Static setup, LAN->WAN forwarding not working [SOLVED]



  • Hi! I've got a /48 block from an ISP for native, static setup:

    WAN interface:
    {prefix}::1/64 = ISP gateway
    {prefix}::2/64 = My pfsense 2.2.6 on WAN

    LAN interface:
    {prefix}:0a00::2/64 = My pfsense 2.2.6 on LAN
    RA with "unmanaged" (i.e. without DCPv6) successfully assigns addresses and router info.

    However, while I can ping ISP gateway and Internet sites from the FW through WAN interface, I cannot ping them through FW's LAN interface (or the actual workstations on the LAN). Pinging the FW itself from LAN works.

    In other words, from LAN,
    ping6 {prefix}:0a00::2 works, and
    ping6 {prefix}::2 works, but
    ping6 {prefix}::1 and ping6 www.google.com only work through FW's Diagnostics/Ping, and even then only when "WAN" is selected as a source, not "LAN".

    6to4 tunneling on WAN and "follow interface" on LAN worked a few days back, but this new static IPv6 setup just drops all LAN->WAN traffic.

    My ISP doesn't offer DHCPv6 so I need to get static setup working, "Track interface" is not an option.

    Some configuration points:

    • Rules allow all traffic out from LAN interface, and ICMP from WAN to LAN.

    • IPv4 is NATed out (manual NAT). Works, and most rules are IPv4+6.

    • IPv4 is using CARP for High Availability. Backup device is not configured for IPv6 at all for now – I'd like to get it working on a single FW first.

    • Manual routing table is empty.

    • "Block bogon networks" is disabled on both WAN and LAN.

    • LAN interface's "upstream gateway" field is empty. (Shouldn't be necessary to point the FW to itself. Tried and it didn't help.)

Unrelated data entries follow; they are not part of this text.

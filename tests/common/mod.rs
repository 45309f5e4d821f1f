#![allow(dead_code)]

use chrono::{DateTime, NaiveDate, TimeZone, Utc};
use facturx::{FacturXDocument, FlavorKind, Level, WriteOptions};
use lopdf::{Document, Object, ObjectId, Stream, StringFormat, dictionary};
use rust_decimal_macros::dec;

pub fn date(y: i32, m: u32, d: u32) -> NaiveDate {
    NaiveDate::from_ymd_opt(y, m, d).unwrap()
}

pub fn fixed_time() -> DateTime<Utc> {
    Utc.with_ymd_and_hms(2024, 1, 15, 12, 0, 0).unwrap()
}

/// Build a one-page PDF in memory; `extra` may add objects and catalog entries.
pub fn pdf_with(extra: impl FnOnce(&mut Document, ObjectId)) -> Vec<u8> {
    let mut doc = Document::with_version("1.7");

    let pages_id = doc.new_object_id();
    let font_id = doc.add_object(dictionary! {
        "Type" => "Font",
        "Subtype" => "Type1",
        "BaseFont" => "Helvetica",
    });
    let resources_id = doc.add_object(dictionary! {
        "Font" => dictionary! {
            "F1" => Object::Reference(font_id),
        },
    });
    let content = Stream::new(
        dictionary! {},
        b"BT /F1 12 Tf 100 700 Td (Invoice) Tj ET".to_vec(),
    );
    let content_id = doc.add_object(content);
    let page_id = doc.add_object(dictionary! {
        "Type" => "Page",
        "Parent" => Object::Reference(pages_id),
        "MediaBox" => vec![0.into(), 0.into(), 595.into(), 842.into()],
        "Contents" => Object::Reference(content_id),
        "Resources" => Object::Reference(resources_id),
    });
    let pages = dictionary! {
        "Type" => "Pages",
        "Kids" => vec![Object::Reference(page_id)],
        "Count" => 1,
    };
    doc.objects.insert(pages_id, Object::Dictionary(pages));

    let catalog_id = doc.add_object(dictionary! {
        "Type" => "Catalog",
        "Pages" => Object::Reference(pages_id),
    });
    doc.trailer.set("Root", Object::Reference(catalog_id));

    extra(&mut doc, catalog_id);

    let mut output = Vec::new();
    doc.save_to(&mut output).expect("save fixture PDF");
    output
}

pub fn minimal_pdf() -> Vec<u8> {
    pdf_with(|_, _| {})
}

/// PDF with an sRGB-style output intent and a trailer `/ID`.
pub fn pdf_with_intent_and_id() -> Vec<u8> {
    pdf_with(|doc, catalog_id| {
        let profile = doc.add_object(Stream::new(
            dictionary! { "N" => 3 },
            b"fake icc profile".to_vec(),
        ));
        let intent = doc.add_object(dictionary! {
            "Type" => "OutputIntent",
            "S" => "GTS_PDFA1",
            "OutputConditionIdentifier" => Object::string_literal("sRGB"),
            "DestOutputProfile" => Object::Reference(profile),
        });
        let catalog = doc.get_dictionary_mut(catalog_id).unwrap();
        catalog.set("OutputIntents", vec![Object::Reference(intent)]);
        let id = Object::String(b"0123456789abcdef".to_vec(), StringFormat::Hexadecimal);
        doc.trailer.set("ID", vec![id.clone(), id]);
    })
}

/// PDF already carrying a non-invoice attachment named `terms.txt`.
pub fn pdf_with_attachment() -> Vec<u8> {
    pdf_with(|doc, catalog_id| {
        let stream = doc.add_object(Stream::new(
            dictionary! { "Type" => "EmbeddedFile" },
            b"payment terms".to_vec(),
        ));
        let spec = doc.add_object(dictionary! {
            "Type" => "Filespec",
            "F" => Object::string_literal("terms.txt"),
            "UF" => Object::string_literal("terms.txt"),
            "EF" => dictionary! { "F" => Object::Reference(stream) },
        });
        let tree = doc.add_object(dictionary! {
            "Names" => vec![Object::string_literal("terms.txt"), Object::Reference(spec)],
        });
        let catalog = doc.get_dictionary_mut(catalog_id).unwrap();
        catalog.set("Names", dictionary! { "EmbeddedFiles" => Object::Reference(tree) });
    })
}

/// Fill the fields every level carries.
pub fn fill_header(doc: &mut FacturXDocument) {
    doc.set("number", "I100").unwrap();
    doc.set("date", date(2024, 1, 15)).unwrap();
    doc.set("seller", "Acme").unwrap();
    doc.set("seller_country", "FR").unwrap();
    doc.set("amount_untaxed", dec!(100)).unwrap();
    doc.set("amount_tax", dec!(20)).unwrap();
    doc.set("amount_total", dec!(120)).unwrap();
    doc.set("amount_due", dec!(120)).unwrap();
}

/// A freshly written Factur-X PDF at `level` with header fields filled.
pub fn facturx_pdf(level: Level) -> Vec<u8> {
    let mut doc = FacturXDocument::builder()
        .flavor(FlavorKind::FacturX)
        .level(level)
        .open(minimal_pdf())
        .unwrap();
    fill_header(&mut doc);
    doc.to_pdf_bytes(&WriteOptions::new().timestamp(fixed_time()))
        .unwrap()
}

    • Tried adding a default route to {prefix}:0a00::2 on a LAN workstation. Didn't work, which is not surprising, since pinging WAN doesn't work even from Pfsense itself when LAN interface is selected as a source.

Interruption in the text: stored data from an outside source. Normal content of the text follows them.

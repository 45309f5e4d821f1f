//! Command-line interface for facturx

use std::path::PathBuf;
use std::process::ExitCode;

use clap::{Parser, Subcommand};
use facturx::{FacturXDocument, FacturXError};
use tracing_subscriber::EnvFilter;

#[derive(Parser, Debug)]
#[command(name = "facturx")]
#[command(author, version, about = "Factur-X / ZUGFeRD invoice PDF tool", long_about = None)]
struct Cli {
    /// Log debug output
    #[arg(short, long, global = true)]
    verbose: bool,

    #[command(subcommand)]
    command: Commands,
}

#[derive(Subcommand, Debug)]
enum Commands {
    /// Export the embedded invoice as JSON, YAML or XML
    Dump {
        /// Factur-X or ZUGFeRD PDF
        #[arg(value_name = "PDF")]
        pdf: PathBuf,

        /// Output file; the extension (.json, .yml, .xml) selects the format
        #[arg(value_name = "OUTPUT")]
        output: PathBuf,
    },

    /// Check that the embedded invoice is valid
    Validate {
        /// Factur-X or ZUGFeRD PDF
        #[arg(value_name = "PDF")]
        pdf: PathBuf,
    },
}

fn main() -> ExitCode {
    let cli = Cli::parse();
    init_logging(cli.verbose);

    let result = match cli.command {
        Commands::Dump { pdf, output } => cmd_dump(pdf, output),
        Commands::Validate { pdf } => cmd_validate(pdf),
    };

    match result {
        Ok(code) => code,
        Err(e) => {
            eprintln!("error: {e}");
            ExitCode::FAILURE
        }
    }
}

fn init_logging(verbose: bool) {
    let filter = if verbose {
        EnvFilter::new("facturx=debug")
    } else {
        EnvFilter::try_from_default_env().unwrap_or_else(|_| EnvFilter::new("facturx=info"))
    };
    tracing_subscriber::fmt()
        .with_env_filter(filter)
        .with_writer(std::io::stderr)
        .init();
}

fn cmd_dump(pdf: PathBuf, output: PathBuf) -> Result<ExitCode, FacturXError> {
    let mut doc = FacturXDocument::open(pdf)?;
    doc.export(&output)?;
    Ok(ExitCode::SUCCESS)
}

fn cmd_validate(pdf: PathBuf) -> Result<ExitCode, FacturXError> {
    let opened = FacturXDocument::open(pdf);
    let outcome = opened.and_then(|mut doc| doc.validate().map(|_| ()));
    match outcome {
        Ok(()) => {
            println!("valid");
            Ok(ExitCode::SUCCESS)
        }
        Err(e @ (FacturXError::InputType(_) | FacturXError::Io(_) | FacturXError::Pdf(_))) => {
            Err(e)
        }
        Err(e) => {
            println!("invalid: {e}");
            Ok(ExitCode::FAILURE)
        }
    }
}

    Any ideas how to proceed? Since there's no NATing in IPv6, do I have to add manual routes, enable LAN->WAN IPv6 forwarding from somewhere, or what could I try?



  • Solved. This turned out to be an ISP side routing issue. Like in https://forum.pfsense.org/index.php?topic=104583.0 , I was trying to advertise the /48 to the ISP gateway through SA, which is apparently not how it's supposed to work.

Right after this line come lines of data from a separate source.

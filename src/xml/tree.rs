use std::fmt;

use sxd_document::Package;
use sxd_document::dom::{ChildOfElement, ChildOfRoot, Document, Element, ParentOfChild};
use sxd_document::parser;

use super::writer::XmlWriter;
use crate::core::FacturXError;

/// An owned, mutable XML document.
///
/// Storage is an `sxd_document` package; elements are handed out as
/// [`Element`] handles borrowed from the tree. Prefixes are kept as
/// written and namespace declarations are re-emitted on the element that
/// declared them.
pub struct XmlTree {
    package: Package,
}

impl XmlTree {
    /// Parse UTF-8 XML bytes. A leading byte-order mark is skipped.
    pub fn parse(bytes: &[u8]) -> Result<Self, FacturXError> {
        let text = std::str::from_utf8(bytes)
            .map_err(|e| FacturXError::Xml(format!("XML is not valid UTF-8: {e}")))?;
        Self::parse_str(text)
    }

    pub fn parse_str(xml: &str) -> Result<Self, FacturXError> {
        let xml = xml.strip_prefix('\u{FEFF}').unwrap_or(xml);
        let package = parser::parse(xml)
            .map_err(|e| FacturXError::Xml(format!("XML parse error: {e:?}")))?;
        let tree = Self { package };
        tree.root()?;
        Ok(tree)
    }

    pub fn document(&self) -> Document<'_> {
        self.package.as_document()
    }

    pub fn root(&self) -> Result<Element<'_>, FacturXError> {
        self.document()
            .root()
            .children()
            .into_iter()
            .find_map(|c| match c {
                ChildOfRoot::Element(e) => Some(e),
                _ => None,
            })
            .ok_or_else(|| FacturXError::Xml("document has no root element".into()))
    }

    /// Serialize with an XML declaration and two-space indentation.
    ///
    /// Whitespace-only text between elements is dropped; the writer
    /// re-indents.
    pub fn to_bytes(&self) -> Result<Vec<u8>, FacturXError> {
        let mut w = XmlWriter::new()?;
        for child in self.document().root().children() {
            match child {
                ChildOfRoot::Element(e) => write_element(&mut w, e)?,
                ChildOfRoot::Comment(c) => {
                    w.comment(c.text())?;
                }
                ChildOfRoot::ProcessingInstruction(pi) => {
                    w.processing_instruction(&pi_content(pi.target(), pi.value()))?;
                }
            }
        }
        Ok(w.into_bytes())
    }

    pub fn to_string_pretty(&self) -> Result<String, FacturXError> {
        String::from_utf8(self.to_bytes()?)
            .map_err(|e| FacturXError::Xml(format!("XML UTF-8 error: {e}")))
    }

    /// Qualified name as written (`ram:ID`).
    pub fn name(&self, e: Element<'_>) -> String {
        qualified_name(e.preferred_prefix(), e.name().local_part())
    }

    pub fn local_name<'d>(&self, e: Element<'d>) -> &'d str {
        e.name().local_part()
    }

    pub fn namespace_uri<'d>(&self, e: Element<'d>) -> Option<&'d str> {
        e.name().namespace_uri()
    }

    /// Check an element's expanded name.
    pub fn has_name(&self, e: Element<'_>, namespace: Option<&str>, local: &str) -> bool {
        let name = e.name();
        name.local_part() == local && name.namespace_uri() == namespace
    }

    pub fn parent<'d>(&self, e: Element<'d>) -> Option<Element<'d>> {
        parent_element(e)
    }

    pub fn ancestors_or_self<'d>(&self, e: Element<'d>) -> impl Iterator<Item = Element<'d>> {
        std::iter::successors(Some(e), |n| parent_element(*n))
    }

    /// Element children in document order.
    pub fn children<'d>(&self, e: Element<'d>) -> Vec<Element<'d>> {
        child_elements(e)
    }

    /// Element descendants of `e` (excluding `e`) in document order.
    pub fn descendants<'d>(&self, e: Element<'d>) -> Vec<Element<'d>> {
        let mut out = Vec::new();
        let mut pending = child_elements(e);
        pending.reverse();
        while let Some(n) = pending.pop() {
            out.push(n);
            let mut kids = child_elements(n);
            kids.reverse();
            pending.extend(kids);
        }
        out
    }

    /// Text content directly under the element, concatenated.
    pub fn text(&self, e: Element<'_>) -> String {
        e.children()
            .into_iter()
            .filter_map(|c| match c {
                ChildOfElement::Text(t) => Some(t.text()),
                _ => None,
            })
            .collect()
    }

    /// Replace the element's text content, keeping its element children.
    pub fn set_text<'d>(&'d self, e: Element<'d>, text: &str) {
        let kept: Vec<_> = e
            .children()
            .into_iter()
            .filter(|c| !matches!(c, ChildOfElement::Text(_)))
            .collect();
        e.clear_children();
        if !text.is_empty() {
            e.append_child(self.document().create_text(text));
        }
        for child in kept {
            e.append_child(child);
        }
    }

    pub fn attribute<'d>(&self, e: Element<'d>, name: &str) -> Option<&'d str> {
        e.attribute_value(name)
    }

    pub fn set_attribute(&self, e: Element<'_>, name: &str, value: &str) {
        e.set_attribute_value(name, value);
    }

    /// Copy the subtree rooted at `e`. The copy is detached until inserted.
    pub fn deep_copy<'d>(&'d self, e: Element<'d>) -> Element<'d> {
        copy_element(self.document(), e)
    }

    /// Insert a detached element right after `anchor` among its parent's children.
    pub fn insert_after<'d>(
        &self,
        anchor: Element<'d>,
        node: Element<'d>,
    ) -> Result<(), FacturXError> {
        let parent = parent_element(anchor).ok_or_else(|| {
            FacturXError::Xml("cannot insert a sibling of the root element".into())
        })?;
        let mut children = parent.children();
        let pos = children
            .iter()
            .position(|c| matches!(c, ChildOfElement::Element(el) if *el == anchor))
            .map_or(children.len(), |p| p + 1);
        children.insert(pos, ChildOfElement::Element(node));
        parent.clear_children();
        for child in children {
            parent.append_child(child);
        }
        Ok(())
    }
}

impl Clone for XmlTree {
    fn clone(&self) -> Self {
        let package = Package::new();
        {
            let doc = package.as_document();
            for child in self.document().root().children() {
                match child {
                    ChildOfRoot::Element(e) => {
                        doc.root().append_child(copy_element(doc, e));
                    }
                    ChildOfRoot::Comment(c) => {
                        doc.root().append_child(doc.create_comment(c.text()));
                    }
                    ChildOfRoot::ProcessingInstruction(pi) => {
                        doc.root()
                            .append_child(doc.create_processing_instruction(pi.target(), pi.value()));
                    }
                }
            }
        }
        Self { package }
    }
}

impl fmt::Debug for XmlTree {
    fn fmt(&self, f: &mut fmt::Formatter<'_>) -> fmt::Result {
        let root = self.root().map(|r| self.name(r)).unwrap_or_default();
        f.debug_struct("XmlTree").field("root", &root).finish()
    }
}

fn parent_element(e: Element<'_>) -> Option<Element<'_>> {
    match e.parent()? {
        ParentOfChild::Element(p) => Some(p),
        ParentOfChild::Root(_) => None,
    }
}

fn child_elements(e: Element<'_>) -> Vec<Element<'_>> {
    e.children()
        .into_iter()
        .filter_map(|c| match c {
            ChildOfElement::Element(el) => Some(el),
            _ => None,
        })
        .collect()
}

fn qualified_name(prefix: Option<&str>, local: &str) -> String {
    match prefix {
        Some(p) => format!("{p}:{local}"),
        None => local.to_string(),
    }
}

fn pi_content(target: &str, value: Option<&str>) -> String {
    match value {
        Some(v) => format!("{target} {v}"),
        None => target.to_string(),
    }
}

fn in_scope(e: Element<'_>) -> Vec<(String, String)> {
    e.namespaces_in_scope()
        .iter()
        .filter(|ns| !ns.prefix().is_empty() && ns.prefix() != "xml")
        .map(|ns| (ns.prefix().to_string(), ns.uri().to_string()))
        .collect()
}

/// Prefixed namespaces `e` declares itself, sorted by prefix.
fn declared_namespaces(e: Element<'_>) -> Vec<(String, String)> {
    let inherited = parent_element(e).map(in_scope).unwrap_or_default();
    let mut own: Vec<_> = in_scope(e)
        .into_iter()
        .filter(|ns| !inherited.contains(ns))
        .collect();
    own.sort();
    own
}

fn copy_element<'d>(doc: Document<'d>, source: Element<'_>) -> Element<'d> {
    let copy = doc.create_element(source.name());
    copy.set_preferred_prefix(source.preferred_prefix());
    copy.set_default_namespace_uri(source.default_namespace_uri());
    for (prefix, uri) in declared_namespaces(source) {
        copy.register_prefix(&prefix, &uri);
    }
    for attr in source.attributes() {
        let copied = copy.set_attribute_value(attr.name(), attr.value());
        copied.set_preferred_prefix(attr.preferred_prefix());
    }
    for child in source.children() {
        match child {
            ChildOfElement::Element(e) => {
                copy.append_child(copy_element(doc, e));
            }
            ChildOfElement::Text(t) => {
                copy.append_child(doc.create_text(t.text()));
            }
            ChildOfElement::Comment(c) => {
                copy.append_child(doc.create_comment(c.text()));
            }
            ChildOfElement::ProcessingInstruction(pi) => {
                copy.append_child(doc.create_processing_instruction(pi.target(), pi.value()));
            }
        }
    }
    copy
}

fn write_element(w: &mut XmlWriter, e: Element<'_>) -> Result<(), FacturXError> {
    let name = qualified_name(e.preferred_prefix(), e.name().local_part());

    let mut attrs: Vec<(String, String)> = Vec::new();
    if let Some(uri) = e.default_namespace_uri() {
        attrs.push(("xmlns".to_string(), uri.to_string()));
    }
    for (prefix, uri) in declared_namespaces(e) {
        attrs.push((format!("xmlns:{prefix}"), uri));
    }
    for attr in e.attributes() {
        attrs.push((
            qualified_name(attr.preferred_prefix(), attr.name().local_part()),
            attr.value().to_string(),
        ));
    }
    let attrs: Vec<(&str, &str)> = attrs.iter().map(|(k, v)| (k.as_str(), v.as_str())).collect();

    let children: Vec<_> = e
        .children()
        .into_iter()
        .filter(|c| !matches!(c, ChildOfElement::Text(t) if t.text().trim().is_empty()))
        .collect();
    if children.is_empty() {
        w.empty_element_with_attrs(&name, &attrs)?;
        return Ok(());
    }

    w.start_element_with_attrs(&name, &attrs)?;
    for child in children {
        match child {
            ChildOfElement::Element(el) => write_element(w, el)?,
            ChildOfElement::Text(t) => {
                w.text(t.text())?;
            }
            ChildOfElement::Comment(c) => {
                w.comment(c.text())?;
            }
            ChildOfElement::ProcessingInstruction(pi) => {
                w.processing_instruction(&pi_content(pi.target(), pi.value()))?;
            }
        }
    }
    w.end_element(&name)?;
    Ok(())
}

    Testing with netcat6, I listened at a remote server for UDP packets and sent one from the LAN. It went through. So in fact LAN->Internet was working, but replies (Internet->LAN) never came through.

    This was resolved by the ISP setting up a separate link network {linkprefix}::/64, and then routing {prefix}::/48 <-> {linkprefix}::1/64 (ISP GW) <-> {linkprefix}::2/64 (Pfsense) <-> LAN. (No route daemon running on pfsense, only static configs at ISP side.)

    Unfortunately, I never found out why/how Internet<->Pfsense traffic worked before (regardless of Pfsense box's address), if there were no routes set up at ISP's before. Maybe their gateway added my Pfsense box as a single host to their routing tables through IPv6 Neighbor discovery or something.